'He was loved by everyone'
Western Bureau:
It has been more than a month since shopkeeper and farmer Vernon Hall was brutally murdered by gunmen in the normally tranquil Mount Peace community in Hanover, but his distraught relatives are still struggling to understand what could have motivated the killers to snuff out his life.
"He was loved by everyone. He was a hard-working person ... . There are so many questions and no answers," said Hall's sister, Louise Williams, as she painfully reflected on her 51-year-old brother on the night of January 7, 2017.
"Sometimes we hear these things over the radio and TV, but we feel it now.

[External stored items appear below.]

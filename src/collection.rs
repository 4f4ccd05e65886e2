//! Collection envelopes.
//!
//! Every collection response nests its items and metadata under a
//! method-specific wrapper key:
//!
//! ```text
//! {"toptracks": {"track": [...], "@attr": {"page": "1", "perPage": "50", ...}}}
//! {"weeklytrackchart": {"track": [...], "@attr": {"from": "...", "to": "..."}}}
//! {"results": {"opensearch:totalResults": "...", ..., "trackmatches": {"track": [...]}}}
//! ```

use crate::decode::{Decode, DecodeResult, JsonObject};
use crate::error::DecodeError;
use serde::{Deserialize, Serialize};
use serde_json::Value;

/// Wrapper key of every search response.
pub const SEARCH_WRAPPER: &str = "results";

/// Keys of a search wrapper that never hold the result items.
pub const RESERVED_SEARCH_KEYS: [&str; 5] = [
    "opensearch:Query",
    "opensearch:totalResults",
    "opensearch:startIndex",
    "opensearch:itemsPerPage",
    "@attr",
];

/// Page metadata of a paged collection.
#[derive(Debug, Clone, Copy, Default, PartialEq, Eq, Hash, Serialize, Deserialize)]
pub struct Pagination {
    pub page: u32,
    pub per_page: u32,
    pub total: u32,
    pub total_pages: u32,
}

impl Pagination {
    /// Whether pages after this one exist.
    pub fn has_next_page(&self) -> bool {
        self.page < self.total_pages
    }
}

impl Decode for Pagination {
    fn decode(obj: &JsonObject<'_>) -> DecodeResult<Self> {
        Ok(Pagination {
            page: obj.uint("page")?,
            per_page: obj.uint("perPage")?,
            total: obj.uint("total")?,
            total_pages: obj.uint("totalPages")?,
        })
    }
}

/// OpenSearch metadata of a search response.
#[derive(Debug, Clone, Copy, Default, PartialEq, Eq, Hash, Serialize, Deserialize)]
pub struct SearchPagination {
    pub start_page: u32,
    pub total_results: u32,
    pub start_index: u32,
    pub items_per_page: u32,
}

impl Decode for SearchPagination {
    fn decode(obj: &JsonObject<'_>) -> DecodeResult<Self> {
        Ok(SearchPagination {
            start_page: obj.object("opensearch:Query")?.uint("startPage")?,
            total_results: obj.uint("opensearch:totalResults")?,
            start_index: obj.uint("opensearch:startIndex")?,
            items_per_page: obj.uint("opensearch:itemsPerPage")?,
        })
    }
}

/// A UNIX-seconds interval, as used by weekly charts.
#[derive(Debug, Clone, Copy, PartialEq, Eq, Hash, PartialOrd, Ord, Serialize, Deserialize)]
pub struct DateRange {
    pub from: u64,
    pub to: u64,
}

impl Decode for DateRange {
    fn decode(obj: &JsonObject<'_>) -> DecodeResult<Self> {
        Ok(DateRange {
            from: obj.u64("from")?,
            to: obj.u64("to")?,
        })
    }
}

/// One page of a paged collection.
#[derive(Debug, Clone, PartialEq, Serialize, Deserialize)]
pub struct CollectionPage<T> {
    pub items: Vec<T>,
    pub pagination: Pagination,
}

impl<T> CollectionPage<T> {
    pub fn len(&self) -> usize {
        self.items.len()
    }

    pub fn is_empty(&self) -> bool {
        self.items.is_empty()
    }

    pub fn has_next_page(&self) -> bool {
        self.pagination.has_next_page()
    }
}

/// An unpaged collection, optionally bound to a date range.
#[derive(Debug, Clone, PartialEq, Serialize, Deserialize)]
pub struct CollectionList<T> {
    pub items: Vec<T>,
    pub range: Option<DateRange>,
}

#[derive(Debug, Clone, PartialEq, Serialize, Deserialize)]
pub struct SearchResults<T> {
    pub items: Vec<T>,
    pub pagination: SearchPagination,
}

fn container<'a>(value: &'a Value, wrapper: &str) -> DecodeResult<JsonObject<'a>> {
    JsonObject::root(value)?
        .opt_object(wrapper)?
        .ok_or_else(|| DecodeError::MissingContainer(wrapper.to_string()))
}

fn items<T: Decode>(container: &JsonObject<'_>, items_key: &str) -> DecodeResult<Vec<T>> {
    if !container.contains(items_key) {
        return Err(DecodeError::MissingItemsKey(container.field_path(items_key)));
    }
    container.decode_many(items_key)
}

/// Decode a paged collection such as `{"toptracks": {"track": [...], "@attr": {...}}}`.
///
/// Pagination is read from `@attr` when it carries a `page`, otherwise from
/// the wrapper's own fields. The number of items is whatever the array holds,
/// regardless of `perPage`.
pub fn decode_page<T: Decode>(
    value: &Value,
    wrapper: &str,
    items_key: &str,
) -> DecodeResult<CollectionPage<T>> {
    let container = container(value, wrapper)?;

    let pagination = match container.opt_object("@attr")? {
        Some(attr) if attr.contains("page") => Pagination::decode(&attr)?,
        _ => Pagination::decode(&container)?,
    };
    let items = items(&container, items_key)?;

    log::debug!(
        "Decoded {} {} (page {}/{})",
        items.len(),
        wrapper,
        pagination.page,
        pagination.total_pages
    );
    Ok(CollectionPage { items, pagination })
}

/// Decode an unpaged list such as `{"weeklytrackchart": {"track": [...], "@attr": {"from", "to"}}}`.
pub fn decode_list<T: Decode>(
    value: &Value,
    wrapper: &str,
    items_key: &str,
) -> DecodeResult<CollectionList<T>> {
    let container = container(value, wrapper)?;

    let range = match container.opt_object("@attr")? {
        Some(attr) if attr.contains("from") && attr.contains("to") => {
            Some(DateRange::decode(&attr)?)
        }
        _ => None,
    };
    let items = items(&container, items_key)?;

    log::debug!("Decoded {} {}", items.len(), wrapper);
    Ok(CollectionList { items, range })
}

/// The single key of `obj` that is not reserved, or an error when there are
/// none or several.
fn sole_candidate_key<'a>(obj: &JsonObject<'a>) -> DecodeResult<&'a str> {
    let mut candidates: Vec<&str> = obj
        .keys()
        .filter(|key| !RESERVED_SEARCH_KEYS.contains(key))
        .collect();

    match candidates.len() {
        0 => Err(DecodeError::MissingItemsKey(obj.path().to_string())),
        1 => Ok(candidates.remove(0)),
        _ => {
            candidates.sort_unstable();
            Err(DecodeError::AmbiguousItemsKey(
                candidates.into_iter().map(str::to_string).collect(),
            ))
        }
    }
}

/// Decode a search response.
///
/// The items key depends on the searched entity (`trackmatches`,
/// `albummatches`, ...) and is found by elimination: exactly one key besides
/// the OpenSearch metadata must remain. Its value is either the item array
/// itself or an object whose only key holds the array.
pub fn decode_search<T: Decode>(value: &Value) -> DecodeResult<SearchResults<T>> {
    let container = container(value, SEARCH_WRAPPER)?;
    let pagination = SearchPagination::decode(&container)?;

    let matches_key = sole_candidate_key(&container)?;
    let items = match container.get(matches_key) {
        Some(Value::Object(_)) => {
            let matches = container.object(matches_key)?;
            let items_key = sole_candidate_key(&matches)?;
            matches.decode_many(items_key)?
        }
        _ => container.decode_many(matches_key)?,
    };

    log::debug!(
        "Decoded {} search results under {} ({} total)",
        items.len(),
        matches_key,
        pagination.total_results
    );
    Ok(SearchResults { items, pagination })
}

We have just realised now what those people are going through and what they are feeling, and it is rough," said Williams.
Hall and another man, furniture maker Patrick Robinson, who also hailed from Mount Peace, were shot and killed by unknown assailants outside a shop operated by Hall, shortly after 9:30 on the fateful night.
Still in shock
Sitting on the family veranda, which is just a few minutes' walk up the road from where Hall took his last breath, his relatives recounted their thoughts on the senseless killing
"We were here, we were at home, and then we heard the gunshots," said Kameika Samuels, Hall's niece. "Then someone called and gave us the news ... . We are still in shock and disbelief. The whole thing about it is the fact that we do not know who did it and where it is coming from."
The family remembers Hall as a family-oriented man, who always ensured that his younger relatives got small treats whenever they passed by his shop. He was extremely generous to relatives and community members alike.
... She wants her brother's killers to repent
"He was a wonderful brother, especially to his niece and nephew. Christmas just gone, he gave them a little something, not great, but it was love," recalled Williams.
"If they went to the shop, he had to give them something, even if it was a little mint ball. If he had a piece of yam, it had to split between us ... and for the little boys down there (in the community), if he cooked and they were around, he would give to them."
Despite the hurt caused by Hall's untimely passing, his relatives say they do not desire revenge against his killers, but they simply want to know why it happened.
"Even though they did that, we would not want the same thing to happen to them. It is just that we want to know why. That is the question I would ask - why?" said Samuels.
For Williams, she wants killers to "repent, and ask God to forgive them for what they did. We cannot judge; we have to leave that to God."